La chambre criminelle de la Cour de cassation vient d’ancrer dans le marbre le fait que la seule violation d’une règlementation est de nature à causer un préjudice moral indemnisable à une association de lutte contre le tabagisme, sans qu’il lui incombe de démontrer l’existence d’un préjudice subi.

Après avoir eu recours à la technique du « client mystère » et avoir fait constater la vente de tabac à un mineur dans un débit de tabac par procès-verbal d’huissier, une association a cité le buraliste devant le tribunal de police.

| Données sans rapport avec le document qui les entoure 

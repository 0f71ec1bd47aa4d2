use crate::grid::{Cardinal, GridCoordinate, Quadrant};

/// Role of a cell inside a shape under construction.
///
/// Cells outside the shape have no role.
#[derive(Debug, Clone, Copy, PartialEq, Eq, Hash)]
pub enum CellRole {
    Wall,
    Floor,
}

/// Placement rotation of a room, applied clockwise.
#[derive(Debug, Clone, Copy, Default, PartialEq, Eq, Hash)]
pub enum QuarterTurn {
    #[default]
    Deg0,
    Deg90,
    Deg180,
    Deg270,
}

impl QuarterTurn {
    /// All rotations in increasing order.
    pub const ALL: [Self; 4] = [Self::Deg0, Self::Deg90, Self::Deg180, Self::Deg270];

    /// Number of clockwise quarter turns (0–3).
    #[must_use]
    pub const fn turns(self) -> u8 {
        match self {
            Self::Deg0 => 0,
            Self::Deg90 => 1,
            Self::Deg180 => 2,
            Self::Deg270 => 3,
        }
    }

    #[must_use]
    pub const fn degrees(self) -> u16 {
        match self {
            Self::Deg0 => 0,
            Self::Deg90 => 90,
            Self::Deg180 => 180,
            Self::Deg270 => 270,
        }
    }

    /// The next rotation, wrapping after 270°.
    #[must_use]
    pub const fn next(self) -> Self {
        Self::from_turns(self.turns() + 1)
    }

    /// Builds a rotation from a turn count, modulo 4.
    #[must_use]
    pub const fn from_turns(turns: u8) -> Self {
        match turns % 4 {
            0 => Self::Deg0,
            1 => Self::Deg90,
            2 => Self::Deg180,
            _ => Self::Deg270,
        }
    }
}

/// The side of the room a wall cell faces.
#[derive(Debug, Clone, Copy, PartialEq, Eq, PartialOrd, Ord, Hash)]
pub enum WallOrientation {
    North,
    South,
    East,
    West,
    NorthEast,
    NorthWest,
    SouthEast,
    SouthWest,
}

/// Clockwise ring of straight facings.
const STRAIGHT_RING: [WallOrientation; 4] = [
    WallOrientation::North,
    WallOrientation::East,
    WallOrientation::South,
    WallOrientation::West,
];

/// Clockwise ring of corner facings.
const CORNER_RING: [WallOrientation; 4] = [
    WallOrientation::NorthEast,
    WallOrientation::SouthEast,
    WallOrientation::SouthWest,
    WallOrientation::NorthWest,
];

impl WallOrientation {
    /// All orientations, straight sides first.
    pub const ALL: [Self; 8] = [
        Self::North,
        Self::South,
        Self::East,
        Self::West,
        Self::NorthEast,
        Self::NorthWest,
        Self::SouthEast,
        Self::SouthWest,
    ];

    #[must_use]
    pub const fn is_corner(self) -> bool {
        matches!(
            self,
            Self::NorthEast | Self::NorthWest | Self::SouthEast | Self::SouthWest
        )
    }

    /// Rotates this facing clockwise by `rotation`.
    #[must_use]
    pub fn rotated(self, rotation: QuarterTurn) -> Self {
        let ring = if self.is_corner() {
            &CORNER_RING
        } else {
            &STRAIGHT_RING
        };
        let index = ring.iter().position(|&o| o == self).unwrap_or(0);
        ring[(index + usize::from(rotation.turns())) % 4]
    }

    /// Prefab rotation in degrees.
    ///
    /// Straight walls are authored facing South and corners facing SouthWest;
    /// every other facing is one of the four clockwise quarter turns away.
    #[must_use]
    pub const fn rotation_degrees(self) -> u16 {
        match self {
            Self::South | Self::SouthWest => 0,
            Self::West | Self::NorthWest => 90,
            Self::North | Self::NorthEast => 180,
            Self::East | Self::SouthEast => 270,
        }
    }

    /// Orientation of a wall whose room interior lies in direction `dir`.
    #[must_use]
    pub const fn facing_away_from(dir: Cardinal) -> Self {
        match dir {
            Cardinal::North => Self::South,
            Cardinal::East => Self::West,
            Cardinal::South => Self::North,
            Cardinal::West => Self::East,
        }
    }

    /// Orientation of a corner whose room interior lies in quadrant `q`.
    #[must_use]
    pub const fn facing_away_from_quadrant(q: Quadrant) -> Self {
        match q.opposite() {
            Quadrant::NorthEast => Self::NorthEast,
            Quadrant::NorthWest => Self::NorthWest,
            Quadrant::SouthEast => Self::SouthEast,
            Quadrant::SouthWest => Self::SouthWest,
        }
    }
}

/// Shape of a wall segment, used to pick a prefab.
#[derive(Debug, Clone, Copy, PartialEq, Eq, Hash)]
pub enum WallKind {
    Straight,
    OuterCorner,
    InnerCorner,
}

/// A classified wall cell.
#[derive(Debug, Clone, Copy, PartialEq, Eq, Hash)]
pub struct WallRecord {
    pub coordinate: GridCoordinate,
    pub orientation: WallOrientation,
    pub kind: WallKind,
    /// Rotation of the room that produced this record.
    pub owning_room_rotation: QuarterTurn,
}

impl WallRecord {
    /// Creates a new wall record.
    #[must_use]
    pub fn new(
        coordinate: GridCoordinate,
        orientation: WallOrientation,
        kind: WallKind,
        owning_room_rotation: QuarterTurn,
    ) -> Self {
        Self {
            coordinate,
            orientation,
            kind,
            owning_room_rotation,
        }
    }

    /// Clockwise world rotation for the wall prefab.
    #[must_use]
    pub fn prefab_rotation(&self) -> nalgebra::Rotation2<f64> {
        let degrees = f64::from(self.orientation.rotation_degrees());
        nalgebra::Rotation2::new(-degrees.to_radians())
    }
}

Le tribunal a prononcé la relaxe du prévenu, a reçu la constitution de partie civile de l’association et débouté celle-ci de ses demandes. L’association et le ministère public ont interjeté appel de ce jugement.

La démonstration de l’existence d’un préjudice direct et certain subi par l’association est au cœur du litige en l’espèce. En effet, la cour d’appel a débouté l’association de ses demandes civiles, en considérant qu’elle n’avait pas subi de préjudice direct et certain puisque la vente du tabac n’avait pas engendré de publicité en faveur du tabac, et que l’association avait provoqué la faute du prévenu.

L’exercice du droit d’action des associations de lutte contre le tabagisme

La Cour de cassation rappelle ici que les associations de lutte contre le tabagisme peuvent exercer les droits reconnus à la partie civile pour les infractions, notamment, à l’interdiction de vente des produits du tabac à des mineurs dans les débits de tabac. Ce droit d’agir découle de l’article L. 3515-7 du code de la santé publique, issu de la loi du 9 juillet 1976 modifiée.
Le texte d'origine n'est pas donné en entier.